Because you think that if one stock loses money and another stock makes money, you still want to wait for the losing stock to make back your money. In fact, you made money if you put them together, but in your mind you may treat them separately, failing to achieve the purpose of risk diversification.

In the previous example, you should have seen that people have mental accounts, and they divide different accounts in their brains. However, mental accounts are actually difficult to apply in real life. One important reason is that different people have different mental accounts. Unlike loss aversion, most people have loss aversion, even monkeys have loss aversion, but mental accounts are very different. Everyone's algorithm is different in the brain. Combine mental accounts with multiple investment opportunities to see if some investment strategies can be generated. In fact, the most important idea here is that because everyone's mental accounts are different, everyone will treat book losses and actual losses differently. Although in rational economics and rational finance, book losses and real losses are the same thing.

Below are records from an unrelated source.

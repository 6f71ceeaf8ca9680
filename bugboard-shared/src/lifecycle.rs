/// Create, update, delete and status operations for projects and issues
///
/// Every operation takes the acting [`Actor`] and runs the guard before
/// writing:
///
/// - create: any authenticated actor; they become creator, first modifier
///   and first member
/// - update: the creator or a member; the actor becomes the modifier
/// - delete: the creator only; cascades to issues, comments and memberships
/// - open/close: issue members only; a same-status request writes nothing
///
/// Guard refusals come back as `CoreError::PermissionDenied` with the store
/// untouched.

use serde::{Deserialize, Serialize};
use sqlx::SqlitePool;
use tracing::{info, warn};

use crate::auth::authorization::{require_delete, require_modify, require_toggle_status, Actor};
use crate::error::{require_text, CoreError, CoreResult, EntityKind};
use crate::models::issue::{self, CreateIssue, Issue, IssueStatus, Priority, UpdateIssue};
use crate::models::project::{self, CreateProject, Project, UpdateProject};

/// Editable project fields
#[derive(Debug, Clone, Serialize, Deserialize)]
pub struct ProjectForm {
    pub title: String,
    pub summary: String,
}

impl ProjectForm {
    fn clean(&self) -> CoreResult<(String, String)> {
        Ok((
            require_text("title", &self.title, Some(project::TITLE_MAX_CHARS))?,
            require_text("summary", &self.summary, Some(project::SUMMARY_MAX_CHARS))?,
        ))
    }
}

/// Editable issue fields
#[derive(Debug, Clone, Serialize, Deserialize)]
pub struct IssueForm {
    pub title: String,
    pub summary: String,
    #[serde(default)]
    pub priority: Priority,
}

impl IssueForm {
    fn clean(&self) -> CoreResult<(String, String)> {
        Ok((
            require_text("title", &self.title, Some(issue::TITLE_MAX_CHARS))?,
            require_text("summary", &self.summary, None)?,
        ))
    }
}

/// Logs guard refusals before handing the result back
pub(crate) fn log_rejection<T>(result: CoreResult<T>, action: &str, id: i64) -> CoreResult<T> {
    if let Err(e) = &result {
        if e.is_silent_rejection() {
            warn!(action, id, reason = %e, "Rejected mutation");
        }
    }
    result
}

pub(crate) async fn load_project(pool: &SqlitePool, id: i64) -> CoreResult<Project> {
    Project::find_by_id(pool, id)
        .await?
        .ok_or_else(|| CoreError::not_found(EntityKind::Project, id))
}

pub(crate) async fn load_issue(pool: &SqlitePool, id: i64) -> CoreResult<Issue> {
    Issue::find_by_id(pool, id)
        .await?
        .ok_or_else(|| CoreError::not_found(EntityKind::Issue, id))
}

/// Creates a project owned by the actor
pub async fn create_project(
    pool: &SqlitePool,
    actor: &Actor,
    form: &ProjectForm,
) -> CoreResult<Project> {
    let name = actor.require()?;
    let (title, summary) = form.clean()?;

    let project = Project::create(
        pool,
        CreateProject {
            title,
            summary,
            created_by: name.to_string(),
        },
    )
    .await?;

    info!(project_id = project.id, user = name, "Project created");
    Ok(project)
}

/// Updates title and summary
pub async fn update_project(
    pool: &SqlitePool,
    actor: &Actor,
    id: i64,
    form: &ProjectForm,
) -> CoreResult<Project> {
    let project = load_project(pool, id).await?;
    let name = log_rejection(require_modify(pool, actor, &project).await, "update_project", id)?;
    let (title, summary) = form.clean()?;

    let project = Project::update(
        pool,
        id,
        UpdateProject {
            title,
            summary,
            modified_by: name.to_string(),
        },
    )
    .await?
    .ok_or_else(|| CoreError::not_found(EntityKind::Project, id))?;

    info!(project_id = id, user = name, "Project updated");
    Ok(project)
}

/// Deletes a project with everything below it, returning the removed row
pub async fn delete_project(pool: &SqlitePool, actor: &Actor, id: i64) -> CoreResult<Project> {
    let project = load_project(pool, id).await?;
    let name = log_rejection(require_delete(actor, &project), "delete_project", id)?;

    Project::delete(pool, id).await?;

    info!(project_id = id, user = name, "Project deleted");
    Ok(project)
}

/// Files an issue against a project
pub async fn create_issue(
    pool: &SqlitePool,
    actor: &Actor,
    project_id: i64,
    form: &IssueForm,
) -> CoreResult<Issue> {
    let name = actor.require()?;
    load_project(pool, project_id).await?;
    let (title, summary) = form.clean()?;

    let issue = Issue::create(
        pool,
        CreateIssue {
            project_id,
            title,
            summary,
            priority: form.priority,
            created_by: name.to_string(),
        },
    )
    .await?;

    info!(issue_id = issue.id, project_id, user = name, "Issue created");
    Ok(issue)
}

/// Updates title, summary and priority; the parent project never changes
pub async fn update_issue(
    pool: &SqlitePool,
    actor: &Actor,
    id: i64,
    form: &IssueForm,
) -> CoreResult<Issue> {
    let issue = load_issue(pool, id).await?;
    let name = log_rejection(require_modify(pool, actor, &issue).await, "update_issue", id)?;
    let (title, summary) = form.clean()?;

    let issue = Issue::update(
        pool,
        id,
        UpdateIssue {
            title,
            summary,
            priority: form.priority,
            modified_by: name.to_string(),
        },
    )
    .await?
    .ok_or_else(|| CoreError::not_found(EntityKind::Issue, id))?;

    info!(issue_id = id, user = name, "Issue updated");
    Ok(issue)
}

/// Deletes an issue with its comments, returning the removed row
pub async fn delete_issue(pool: &SqlitePool, actor: &Actor, id: i64) -> CoreResult<Issue> {
    let issue = load_issue(pool, id).await?;
    let name = log_rejection(require_delete(actor, &issue), "delete_issue", id)?;

    Issue::delete(pool, id).await?;

    info!(issue_id = id, project_id = issue.project_id, user = name, "Issue deleted");
    Ok(issue)
}

/// Moves an issue to `status`
///
/// Closing records the actor as closer; opening clears the closer. Asking for
/// the status the issue already has returns it unchanged.
pub async fn set_issue_status(
    pool: &SqlitePool,
    actor: &Actor,
    id: i64,
    status: IssueStatus,
) -> CoreResult<Issue> {
    let issue = load_issue(pool, id).await?;
    let name = log_rejection(
        require_toggle_status(pool, actor, &issue).await,
        "set_issue_status",
        id,
    )?;

    match Issue::set_status(pool, id, status, name).await? {
        Some(updated) => {
            info!(issue_id = id, user = name, status = status.as_str(), "Issue status changed");
            Ok(updated)
        }
        None => Ok(issue),
    }
}

pub async fn open_issue(pool: &SqlitePool, actor: &Actor, id: i64) -> CoreResult<Issue> {
    set_issue_status(pool, actor, id, IssueStatus::Open).await
}

pub async fn close_issue(pool: &SqlitePool, actor: &Actor, id: i64) -> CoreResult<Issue> {
    set_issue_status(pool, actor, id, IssueStatus::Closed).await
}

Research has found that if the previous investment made money on paper, you will want to lock in your profit and be more risk-averse. If the previous investment was a paper loss, that is, you have not yet realized your loss, you will be more willing to take risks and try to recover your investment. Therefore, your risk preference is different for paper losses and paper profits.

2⃣(Trading strategy)

Suppose now, you get all the transaction data from the exchange. You know how much money each stock holder has spent in the past and what the current stock price is. You can calculate the current book profit and book loss of these people, which is a signal.

At the same time, since you have the past transaction records of all people, you know the book profit or loss of each stock in the past year, as well as the realized profit or loss. Of course, if you don't have the data I just mentioned, this is normal, and you can also calculate an approximate value. This is more complicated, and I don't have time to explain it in detail, but if you are interested, you can read some related academic papers.

Now, with these two variables, for example, the first variable is unrealized loss and the second variable is realized loss, how do you make a strategy? Normally, which stocks do you buy? You buy stocks with very small unrealized losses, that is, those stocks with unrealized profits, and short sell stocks with large unrealized losses. This is actually similar to the strategy mentioned above. However, at the same time, you buy stocks with large realized losses and short sell stocks with small realized losses.

Let me summarize briefly. Which stocks should you buy? Buy stocks with small unrealized losses, that is, stocks with relatively large unrealized profits. At the same time, it is best if this stock has a lot of realized losses. These two signals are of course positively correlated, so once you buy this kind of stock, its average return in the future will be much higher. If we only use one signal, only unrealized losses or unrealized profits to implement this investment strategy, the average annual return will depend on different time periods, which is about 6% per year. But if you put the two signals I just mentioned together, your return can basically double.